▶ [Activity]
Each entry below is to be transcribed exactly.

▶ [Provided entries]
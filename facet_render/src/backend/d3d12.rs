use gpu_allocator::{
    d3d12::{
        Allocator, AllocatorCreateDesc, ID3D12DeviceVersion, Resource, ResourceCategory,
        ResourceCreateDesc, ResourceStateOrBarrierLayout, ResourceType,
    },
    AllocationError, MemoryLocation,
};
use std::{mem::MaybeUninit, ptr};
use windows::Win32::Graphics::{
    Direct3D::D3D_FEATURE_LEVEL_11_0,
    Direct3D12::*,
    Dxgi::{Common::*, *},
};

use crate::{error::RenderError, id::BufferId};

use super::Backend;

struct AllocatedBuffer {
    allocation: Resource,
    size: u64,
}

/// Direct3D 12 backend. Vertex buffers live in the upload heap and are
/// written through a CPU mapping.
pub struct D3d12Backend {
    _factory: IDXGIFactory6,
    _device: ID3D12Device,
    allocator: Allocator,
    buffers: Vec<Option<AllocatedBuffer>>,
}

impl D3d12Backend {
    pub fn new() -> Result<Self, RenderError> {
        if cfg!(debug_assertions) {
            unsafe {
                let mut debug: Option<ID3D12Debug1> = None;
                if D3D12GetDebugInterface(&mut debug).is_ok() {
                    if let Some(debug) = debug {
                        debug.EnableDebugLayer();
                    }
                }
            }
        }

        let factory: IDXGIFactory6 =
            unsafe { CreateDXGIFactory2(DXGI_CREATE_FACTORY_DEBUG) }.map_err(backend_error)?;
        let physical_device = get_physical_device(&factory)?;

        let mut device: Option<ID3D12Device> = None;
        unsafe { D3D12CreateDevice(&physical_device, D3D_FEATURE_LEVEL_11_0, &mut device) }
            .map_err(backend_error)?;
        let device = device.ok_or_else(|| {
            RenderError::ResourceCreation("D3D12CreateDevice returned no device".into())
        })?;

        let allocator = Allocator::new(&AllocatorCreateDesc {
            device: ID3D12DeviceVersion::Device(device.clone()),
            debug_settings: Default::default(),
            allocation_sizes: Default::default(),
        })
        .map_err(allocation_error)?;

        Ok(Self {
            _factory: factory,
            _device: device,
            allocator,
            buffers: Vec::new(),
        })
    }

    fn write(&self, buffer: &AllocatedBuffer, contents: &[u8]) -> Result<(), RenderError> {
        let mut data = MaybeUninit::<*mut std::ffi::c_void>::uninit();
        unsafe {
            let resource = buffer.allocation.resource();
            resource
                .Map(0, None, Some(data.as_mut_ptr()))
                .map_err(backend_error)?;
            ptr::copy_nonoverlapping(
                contents.as_ptr(),
                data.assume_init() as *mut u8,
                contents.len(),
            );
            resource.Unmap(0, None);
        }
        Ok(())
    }
}

impl Backend for D3d12Backend {
    fn name(&self) -> &'static str {
        "Direct3D 12"
    }

    fn create_vertex_buffer(
        &mut self,
        label: &str,
        contents: &[u8],
    ) -> Result<BufferId, RenderError> {
        let size = contents.len() as u64;
        let desc = D3D12_RESOURCE_DESC {
            Dimension: D3D12_RESOURCE_DIMENSION_BUFFER,
            Alignment: 0,
            Width: size,
            Height: 1,
            DepthOrArraySize: 1,
            MipLevels: 1,
            Format: DXGI_FORMAT_UNKNOWN,
            SampleDesc: DXGI_SAMPLE_DESC {
                Count: 1,
                Quality: 0,
            },
            Layout: D3D12_TEXTURE_LAYOUT_ROW_MAJOR,
            Flags: D3D12_RESOURCE_FLAG_NONE,
        };
        let allocation = self
            .allocator
            .create_resource(&ResourceCreateDesc {
                name: label,
                memory_location: MemoryLocation::CpuToGpu,
                resource_category: ResourceCategory::Buffer,
                resource_desc: &desc,
                clear_value: None,
                initial_state_or_layout: ResourceStateOrBarrierLayout::ResourceState(
                    D3D12_RESOURCE_STATE_GENERIC_READ,
                ),
                resource_type: &ResourceType::Placed,
            })
            .map_err(allocation_error)?;

        let buffer = AllocatedBuffer { allocation, size };
        if let Err(err) = self.write(&buffer, contents) {
            let _ = self.allocator.free_resource(buffer.allocation);
            return Err(err);
        }
        tracing::trace!("D3D12: created buffer {} ({} bytes)", label, size);

        let idx = self.buffers.len();
        self.buffers.push(Some(buffer));
        Ok(BufferId(idx))
    }

    fn destroy_buffer(&mut self, id: BufferId) -> Result<(), RenderError> {
        let buffer = self
            .buffers
            .get_mut(id.0)
            .and_then(Option::take)
            .ok_or(RenderError::UnknownBuffer(id))?;
        self.allocator
            .free_resource(buffer.allocation)
            .map_err(allocation_error)
    }

    fn buffer_size(&self, id: BufferId) -> Option<u64> {
        self.buffers
            .get(id.0)
            .and_then(Option::as_ref)
            .map(|buffer| buffer.size)
    }
}

impl Drop for D3d12Backend {
    fn drop(&mut self) {
        for buffer in self.buffers.drain(..).flatten() {
            let _ = self.allocator.free_resource(buffer.allocation);
        }
    }
}

/// First hardware adapter, in high-performance order, that can host a
/// feature level 11.0 device.
fn get_physical_device(factory: &IDXGIFactory6) -> Result<IDXGIAdapter1, RenderError> {
    (0..)
        .map_while(|i| {
            unsafe {
                factory.EnumAdapterByGpuPreference::<IDXGIAdapter1>(
                    i,
                    DXGI_GPU_PREFERENCE_HIGH_PERFORMANCE,
                )
            }
            .ok()
        })
        .filter(|adapter| {
            let mut desc = Default::default();
            unsafe { adapter.GetDesc1(&mut desc) }.is_ok()
                && (DXGI_ADAPTER_FLAG(desc.Flags as i32) & DXGI_ADAPTER_FLAG_SOFTWARE)
                    == DXGI_ADAPTER_FLAG_NONE
        })
        .find(|adapter| unsafe {
            D3D12CreateDevice(
                adapter,
                D3D_FEATURE_LEVEL_11_0,
                std::ptr::null_mut::<Option<ID3D12Device>>(),
            )
        }
        .is_ok())
        .ok_or_else(|| RenderError::ResourceCreation("no hardware adapter supports D3D12".into()))
}

fn backend_error(err: windows::core::Error) -> RenderError {
    RenderError::Backend(err.to_string())
}

fn allocation_error(err: AllocationError) -> RenderError {
    match err {
        AllocationError::OutOfMemory => RenderError::OutOfMemory,
        err => RenderError::ResourceCreation(err.to_string()),
    }
}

▶ [Response to this task]
filename facet_render/src/backend/d3d12.rs
use gpu_allocator::{
    d3d12::{
        Allocator, AllocatorCreateDesc, ID3D12DeviceVersion, Resource, ResourceCategory,
        ResourceCreateDesc, ResourceStateOrBarrierLayout, ResourceType,
    },
    AllocationError, MemoryLocation,
};
use std::{mem::MaybeUninit, ptr};
use windows::Win32::Graphics::{
    Direct3D::D3D_FEATURE_LEVEL_11_0,
    Direct3D12::*,
    Dxgi::{Common::*, *},
};

use crate::{error::RenderError, id::BufferId};

use super::Backend;

struct AllocatedBuffer {
    allocation: Resource,
    size: u64,
}

/// Direct3D 12 backend. Vertex buffers live in the upload heap and are
/// written through a CPU mapping.
pub struct D3d12Backend {
    _factory: IDXGIFactory6,
    _device: ID3D12Device,
    allocator: Allocator,
    buffers: Vec<Option<AllocatedBuffer>>,
}

impl D3d12Backend {
    pub fn new() -> Result<Self, RenderError> {
        if cfg!(debug_assertions) {
            unsafe {
                let mut debug: Option<ID3D12Debug1> = None;
                if D3D12GetDebugInterface(&mut debug).is_ok() {
                    if let Some(debug) = debug {
                        debug.EnableDebugLayer();
                    }
                }
            }
        }

        let factory: IDXGIFactory6 =
            unsafe { CreateDXGIFactory2(DXGI_CREATE_FACTORY_DEBUG) }.map_err(backend_error)?;
        let physical_device = get_physical_device(&factory)?;

        let mut device: Option<ID3D12Device> = None;
        unsafe { D3D12CreateDevice(&physical_device, D3D_FEATURE_LEVEL_11_0, &mut device) }
            .map_err(backend_error)?;
        let device = device.ok_or_else(|| {
            RenderError::ResourceCreation("D3D12CreateDevice returned no device".into())
        })?;

        let allocator = Allocator::new(&AllocatorCreateDesc {
            device: ID3D12DeviceVersion::Device(device.clone()),
            debug_settings: Default::default(),
            allocation_sizes: Default::default(),
        })
        .map_err(allocation_error)?;

        Ok(Self {
            _factory: factory,
            _device: device,
            allocator,
            buffers: Vec::new(),
        })
    }

    fn write(&self, buffer: &AllocatedBuffer, contents: &[u8]) -> Result<(), RenderError> {
        let mut data = MaybeUninit::<*mut std::ffi::c_void>::uninit();
        unsafe {
            let resource = buffer.allocation.resource();
            resource
                .Map(0, None, Some(data.as_mut_ptr()))
                .map_err(backend_error)?;
            ptr::copy_nonoverlapping(
                contents.as_ptr(),
                data.assume_init() as *mut u8,
                contents.len(),
            );
            resource.Unmap(0, None);
        }
        Ok(())
    }
}

impl Backend for D3d12Backend {
    fn name(&self) -> &'static str {
        "Direct3D 12"
    }

    fn create_vertex_buffer(
        &mut self,
        label: &str,
        contents: &[u8],
    ) -> Result<BufferId, RenderError> {
        let size = contents.len() as u64;
        let desc = D3D12_RESOURCE_DESC {
            Dimension: D3D12_RESOURCE_DIMENSION_BUFFER,
            Alignment: 0,
            Width: size,
            Height: 1,
            DepthOrArraySize: 1,
            MipLevels: 1,
            Format: DXGI_FORMAT_UNKNOWN,
            SampleDesc: DXGI_SAMPLE_DESC {
                Count: 1,
                Quality: 0,
            },
            Layout: D3D12_TEXTURE_LAYOUT_ROW_MAJOR,
            Flags: D3D12_RESOURCE_FLAG_NONE,
        };
        let allocation = self
            .allocator
            .create_resource(&ResourceCreateDesc {
                name: label,
                memory_location: MemoryLocation::CpuToGpu,
                resource_category: ResourceCategory::Buffer,
                resource_desc: &desc,
                clear_value: None,
                initial_state_or_layout: ResourceStateOrBarrierLayout::ResourceState(
                    D3D12_RESOURCE_STATE_GENERIC_READ,
                ),
                resource_type: &ResourceType::Placed,
            })
            .map_err(allocation_error)?;

        let buffer = AllocatedBuffer { allocation, size };
        if let Err(err) = self.write(&buffer, contents) {
            let _ = self.allocator.free_resource(buffer.allocation);
            return Err(err);
        }
        tracing::trace!("D3D12: created buffer {} ({} bytes)", label, size);

        let idx = self.buffers.len();
        self.buffers.push(Some(buffer));
        Ok(BufferId(idx))
    }

    fn destroy_buffer(&mut self, id: BufferId) -> Result<(), RenderError> {
        let buffer = self
            .buffers
            .get_mut(id.0)
            .and_then(Option::take)
            .ok_or(RenderError::UnknownBuffer(id))?;
        self.allocator
            .free_resource(buffer.allocation)
            .map_err(allocation_error)
    }

    fn buffer_size(&self, id: BufferId) -> Option<u64> {
        self.buffers
            .get(id.0)
            .and_then(Option::as_ref)
            .map(|buffer| buffer.size)
    }
}

impl Drop for D3d12Backend {
    fn drop(&mut self) {
        for buffer in self.buffers.drain(..).flatten() {
            let _ = self.allocator.free_resource(buffer.allocation);
        }
    }
}

/// First hardware adapter, in high-performance order, that can host a
/// feature level 11.0 device.
fn get_physical_device(factory: &IDXGIFactory6) -> Result<IDXGIAdapter1, RenderError> {
    (0..)
        .map_while(|i| {
            unsafe {
                factory.EnumAdapterByGpuPreference::<IDXGIAdapter1>(
                    i,
                    DXGI_GPU_PREFERENCE_HIGH_PERFORMANCE,
                )
            }
            .ok()
        })
        .filter(|adapter| {
            let mut desc = Default::default();
            unsafe { adapter.GetDesc1(&mut desc) }.is_ok()
                && (DXGI_ADAPTER_FLAG(desc.Flags as i32) & DXGI_ADAPTER_FLAG_SOFTWARE)
                    == DXGI_ADAPTER_FLAG_NONE
        })
        .find(|adapter| unsafe {
            D3D12CreateDevice(
                adapter,
                D3D_FEATURE_LEVEL_11_0,
                std::ptr::null_mut::<Option<ID3D12Device>>(),
            )
        }
        .is_ok())
        .ok_or_else(|| RenderError::ResourceCreation("no hardware adapter supports D3D12".into()))
}

fn backend_error(err: windows::core::Error) -> RenderError {
    RenderError::Backend(err.to_string())
}

fn allocation_error(err: AllocationError) -> RenderError {
    match err {
        AllocationError::OutOfMemory => RenderError::OutOfMemory,
        err => RenderError::ResourceCreation(err.to_string()),
    }
}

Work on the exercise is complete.